Dalam kajian Rabu malam di Masjid Baitul Karim, Pusat Dakwah Hidayatullah, Jakarta, Rabu malam, 14 Jumadilawal 1447 (5/11/2025), Ketua Umum Dewan Pengurus Pusat (DPP) Hidayatullah, K.H. Naspi Arsyad, menelaah mengenai tafsir rezeki berdasarkan Surah Al-Fajr ayat 15–16.
Pada pembahasan awal, K.H. Naspi Arsyad menegaskan bahwa rezeki tidak semata-mata identik dengan materi ataupun kelapangan harta. Ia menyampaikan bahwa segala sesuatu yang melapangkan hati, menenangkan jiwa, dan mendekatkan diri kepada Allah merupakan rezeki.
Penekanan ini menjadi dasar untuk memahami lebih jauh pesan Al-Qur’an yang membuka ruang makna rezeki secara lebih komprehensif dan tidak terbatas pada ukuran duniawi.

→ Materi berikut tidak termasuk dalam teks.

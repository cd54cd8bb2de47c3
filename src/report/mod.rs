/// Curve rendering and export
pub mod chart;
pub mod export;

pub use chart::render;
pub use export::{export_curves, write_curve};
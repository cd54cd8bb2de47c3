use std::fmt;

/// Custom error type for analysis operations
#[derive(Debug, Clone)]
pub enum AnalysisError {
    /// Validation errors (e.g., invalid test size, empty dataset, shape mismatch)
    ValidationError(String),
    /// Dataset errors (CSV parsing, missing target column, unreadable file)
    DatasetError(String),
    /// Model training/prediction errors
    ModelError(String),
}

impl fmt::Display for AnalysisError {
    fn fmt(&self, f: &mut fmt::Formatter<'_>) -> fmt::Result {
        match self {
            AnalysisError::ValidationError(msg) => write!(f, "ValidationError: {}", msg),
            AnalysisError::DatasetError(msg) => write!(f, "DatasetError: {}", msg),
            AnalysisError::ModelError(msg) => write!(f, "ModelError: {}", msg),
        }
    }
}

impl std::error::Error for AnalysisError {}

// linfa's `Fit` requires the error type to absorb its own errors
impl From<linfa::Error> for AnalysisError {
    fn from(err: linfa::Error) -> Self {
        AnalysisError::ModelError(err.to_string())
    }
}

Kajian dibuka dengan pembacaan ayat: “Adapun manusia apabila Tuhannya mengujinya lalu dimuliakan-Nya dan diberi-Nya kesenangan, maka dia berkata: ‘Tuhanku telah memuliakanku’. Adapun bila Tuhannya mengujinya lalu membatasi rezekinya, maka dia berkata: ‘Tuhanku menghinakanku’.” (QS. Al-Fajr: 15–16).
Ayat tersebut menggambarkan sikap sebagian manusia yang menilai kemuliaan atau kehinaan melalui banyak dan sedikitnya harta. Menurut penjelasan yang disampaikan, pandangan demikian mencerminkan karakter orang musyrik dan munafik pada masa turunnya ayat, yang menilai derajat dan kehormatan dari besaran materi yang dimiliki.

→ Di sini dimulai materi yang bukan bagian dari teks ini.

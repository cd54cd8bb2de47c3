//! Pipeline configuration

use serde::{Deserialize, Serialize};
use std::path::Path;

use crate::dataset::SAMPLE_HOUSE;
use crate::insight_core::PerformanceMetric;
use crate::utils::{validate_at_least, validate_depths, validate_test_size, AnalysisError};

/// Every tunable of the analysis pipeline
///
/// Missing JSON fields fall back to the defaults below.
#[derive(Debug, Clone, PartialEq, Serialize, Deserialize)]
#[serde(default)]
pub struct PipelineConfig {
    /// Fraction of rows held out for testing
    pub test_size: f64,
    /// One learning curve per depth
    pub learning_curve_depths: Vec<usize>,
    /// Training sizes per learning curve
    pub learning_curve_points: usize,
    pub complexity_depths: Vec<usize>,
    /// Candidate depths for the grid search
    pub grid_depths: Vec<usize>,
    /// Folds used when tuning the reported model
    pub final_cv_folds: usize,
    /// Folds used by each repeated run
    pub repeat_cv_folds: usize,
    pub repeats: usize,
    pub n_neighbors: usize,
    pub metric: PerformanceMetric,
    /// House to price
    pub sample: Vec<f64>,
    /// Seed for every random choice; entropy when absent
    pub seed: Option<u64>,
    /// Evaluate grid candidates on the rayon pool
    pub parallel: bool,
}

impl Default for PipelineConfig {
    fn default() -> Self {
        Self {
            test_size: 0.3,
            learning_curve_depths: (1..=10).collect(),
            learning_curve_points: 50,
            complexity_depths: (1..=24).collect(),
            grid_depths: (1..=10).collect(),
            final_cv_folds: 50,
            repeat_cv_folds: 3,
            repeats: 30,
            n_neighbors: 10,
            metric: PerformanceMetric::default(),
            sample: SAMPLE_HOUSE.to_vec(),
            seed: None,
            parallel: true,
        }
    }
}

impl PipelineConfig {
    /// Load a configuration from a JSON file
    pub fn from_json_file(path: &Path) -> crate::Result<Self> {
        let json = std::fs::read_to_string(path).map_err(|e| {
            AnalysisError::ValidationError(format!("failed to read config {}: {}", path.display(), e))
        })?;
        let config: Self = serde_json::from_str(&json)?;
        Ok(config)
    }

    /// Reject values the pipeline cannot run with
    pub fn validate(&self) -> Result<(), AnalysisError> {
        validate_test_size(self.test_size)?;
        validate_depths("learning_curve_depths", &self.learning_curve_depths)?;
        validate_at_least("learning_curve_points", self.learning_curve_points, 1)?;
        validate_depths("complexity_depths", &self.complexity_depths)?;
        validate_depths("grid_depths", &self.grid_depths)?;
        validate_at_least("final_cv_folds", self.final_cv_folds, 2)?;
        validate_at_least("repeat_cv_folds", self.repeat_cv_folds, 2)?;
        validate_at_least("repeats", self.repeats, 1)?;
        validate_at_least("n_neighbors", self.n_neighbors, 1)?;

        if self.sample.iter().any(|v| !v.is_finite()) {
            return Err(AnalysisError::ValidationError(
                "sample contains non-finite values".to_string(),
            ));
        }
        Ok(())
    }
}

Dalam kesempatan tersebut, K.H. Naspi Arsyad menguraikan empat pesan penting terkait pemahaman rezeki. Pertama, bahwa rezeki meliputi segala hal yang memberi kelapangan batin. Ia mencontohkan kesehatan, keluarga yang tenteram, kekuatan beribadah, hingga kemampuan untuk bersyukur sebagai bentuk rezeki yang sering tidak terperhatikan.

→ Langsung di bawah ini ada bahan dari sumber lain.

use clap::{Args, Parser, Subcommand};
use housing_insight_engine::insight_core::ErrorCurve;
use housing_insight_engine::report::{chart, export_curves};
use housing_insight_engine::{
    AggregateResult, HousingData, HousingEngine, NeighborBaseline, PipelineConfig, Statistics,
    TunedPrediction,
};
use std::path::PathBuf;

const CHART_WIDTH: usize = 60;
const CHART_HEIGHT: usize = 16;

#[derive(Parser)]
#[command(name = "housing-insight")]
#[command(author = "Hummer Team")]
#[command(version = "0.1.0")]
#[command(about = "Decision tree analysis of house prices", long_about = None)]
struct Cli {
    #[command(flatten)]
    options: Options,

    #[command(subcommand)]
    command: Option<Commands>,
}

#[derive(Args)]
struct Options {
    /// CSV file to analyze instead of the embedded Boston table
    #[arg(short, long, global = true)]
    data: Option<PathBuf>,

    /// Target column of the CSV file
    #[arg(short, long, global = true, default_value = "MEDV")]
    target: String,

    /// JSON pipeline configuration
    #[arg(short, long, global = true)]
    config: Option<PathBuf>,

    /// Seed for a reproducible run
    #[arg(short, long, global = true)]
    seed: Option<u64>,

    /// Number of repeated tuning runs
    #[arg(short, long, global = true)]
    repeats: Option<usize>,

    /// Directory to write curve data as CSV
    #[arg(long, global = true)]
    curves_dir: Option<PathBuf>,

    /// Skip rendering curve charts
    #[arg(long, global = true)]
    no_charts: bool,
}

#[derive(Subcommand)]
enum Commands {
    /// Print descriptive statistics of the prices
    Explore,

    /// Split the data and chart learning and complexity curves
    Curves,

    /// Tune the final model and price the sample house
    Tune,

    /// Run the full analysis (default)
    Run,
}

fn main() -> anyhow::Result<()> {
    tracing_subscriber::fmt()
        .with_writer(std::io::stderr)
        .with_env_filter(
            tracing_subscriber::EnvFilter::try_from_default_env()
                .unwrap_or_else(|_| "housing_insight_engine=info".into()),
        )
        .init();

    let cli = Cli::parse();
    let options = cli.options;

    let mut config = match &options.config {
        Some(path) => PipelineConfig::from_json_file(path)?,
        None => PipelineConfig::default(),
    };
    if options.seed.is_some() {
        config.seed = options.seed;
    }
    if let Some(repeats) = options.repeats {
        config.repeats = repeats;
    }

    let data = match &options.data {
        Some(path) => HousingData::from_path(path, &options.target)?,
        None => HousingData::boston()?,
    };
    println!(
        "Loaded dataset '{}' with {} records and {} features",
        data.name,
        data.len(),
        data.n_features()
    );

    let mut engine = HousingEngine::new(data, config)?;

    match cli.command.unwrap_or(Commands::Run) {
        Commands::Explore => {
            print_stats(&engine.explore()?);
        }

        Commands::Curves => {
            let split = engine.split()?;
            println!("\nTraining rows: {}  Test rows: {}", split.n_train(), split.n_test());
            let mut curves = engine.learning_curves(&split)?;
            curves.push(engine.model_complexity(&split)?);
            show_curves(&curves, &options)?;
        }

        Commands::Tune => {
            let tuned = engine.fit_predict()?;
            print_tuned(&tuned, &engine.config().sample);
        }

        Commands::Run => {
            let report = engine.run()?;
            print_stats(&report.statistics);
            println!("\nTraining rows: {}  Test rows: {}", report.n_train, report.n_test);

            let mut curves = report.learning_curves;
            curves.push(report.complexity);
            show_curves(&curves, &options)?;

            print_tuned(&report.tuned, &engine.config().sample);
            print_aggregate(&report.aggregate);
            print_baseline(&report.baseline);
        }
    }

    Ok(())
}

fn show_curves(curves: &[ErrorCurve], options: &Options) -> anyhow::Result<()> {
    if !options.no_charts {
        for curve in curves {
            println!("\n{}", chart::render(curve, CHART_WIDTH, CHART_HEIGHT)?);
        }
    }

    if let Some(dir) = &options.curves_dir {
        let written = export_curves(curves, dir)?;
        println!("\nWrote {} curve files to {}", written.len(), dir.display());
    }

    Ok(())
}

fn print_stats(stats: &Statistics) {
    println!("\n=== Statistics for '{}' ===", stats.field);
    println!("Data points:   {}", stats.count);
    println!("Features:      {}", stats.n_features);
    println!("Min price:     {:.2}", stats.min);
    println!("Max price:     {:.2}", stats.max);
    println!("Mean price:    {:.2}", stats.mean);
    println!("Median price:  {:.2}", stats.median);
    println!("Std deviation: {:.2}", stats.std);
    println!("IQR:           {:.2}", stats.iqr);
    println!("Outliers:      {}", stats.outlier_count);
}

fn print_tuned(tuned: &TunedPrediction, sample: &[f64]) {
    println!("\n=== Final Model ===");
    for candidate in tuned.candidates() {
        println!("  max_depth {:>2}: {:.4}", candidate.max_depth, candidate.mean_score);
    }
    println!("House:      {:?}", sample);
    println!("Prediction: {:.4}", tuned.prediction);
    println!("Best depth: {}", tuned.best_depth());
    println!("Best score: {:.4}", tuned.best_score());
}

fn print_aggregate(aggregate: &AggregateResult) {
    println!("\n=== Repeated Runs ({}) ===", aggregate.len());
    println!("Best depths:         {:?}", aggregate.best_depths);
    println!("Depth mode:          {}", aggregate.depth_mode);
    let predictions: Vec<String> = aggregate.predictions.iter().map(|p| format!("{:.2}", p)).collect();
    println!("Predictions:         [{}]", predictions.join(", "));
    println!("Predictions average: {:.4}", aggregate.mean_prediction);
}

fn print_baseline(baseline: &NeighborBaseline) {
    println!("\n=== Nearest Neighbors ({}) ===", baseline.indices.len());
    println!("Rows:    {:?}", baseline.indices);
    println!("Average: {:.4}", baseline.average);
}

Kedua, kesadaran terhadap rezeki itu sendiri dipandang sebagai rezeki tertinggi. Ia menjelaskan bahwa banyak orang menikmati nikmat tetapi tidak menyadari bahwa itu merupakan pemberian Allah. Kesadaran untuk melihat segala hal sebagai karunia disebut sebagai bentuk rezeki yang mengangkat derajat spiritual seorang hamba.
Ketiga, ibadah tidak seharusnya dikerjakan sekadar karena kebiasaan. Ia menekankan bahwa ibadah yang dilakukan tanpa kesadaran dan keikhlasan belum menjadi rezeki. Rezeki beribadah muncul saat seorang hamba menjalankannya dengan rasa syukur dan pemahaman akan nilainya.
Keempat, manusia perlu menilai rezeki melalui kacamata iman. Rezeki biasanya dipersepsi melalui ukuran kesenangan dan keuntungan. Namun, tegas Naspi, dalam pandangan seorang mukmin, ujian dan kesempitan juga dapat menjadi bentuk rezeki karena menyimpan pelajaran dan penghapus dosa.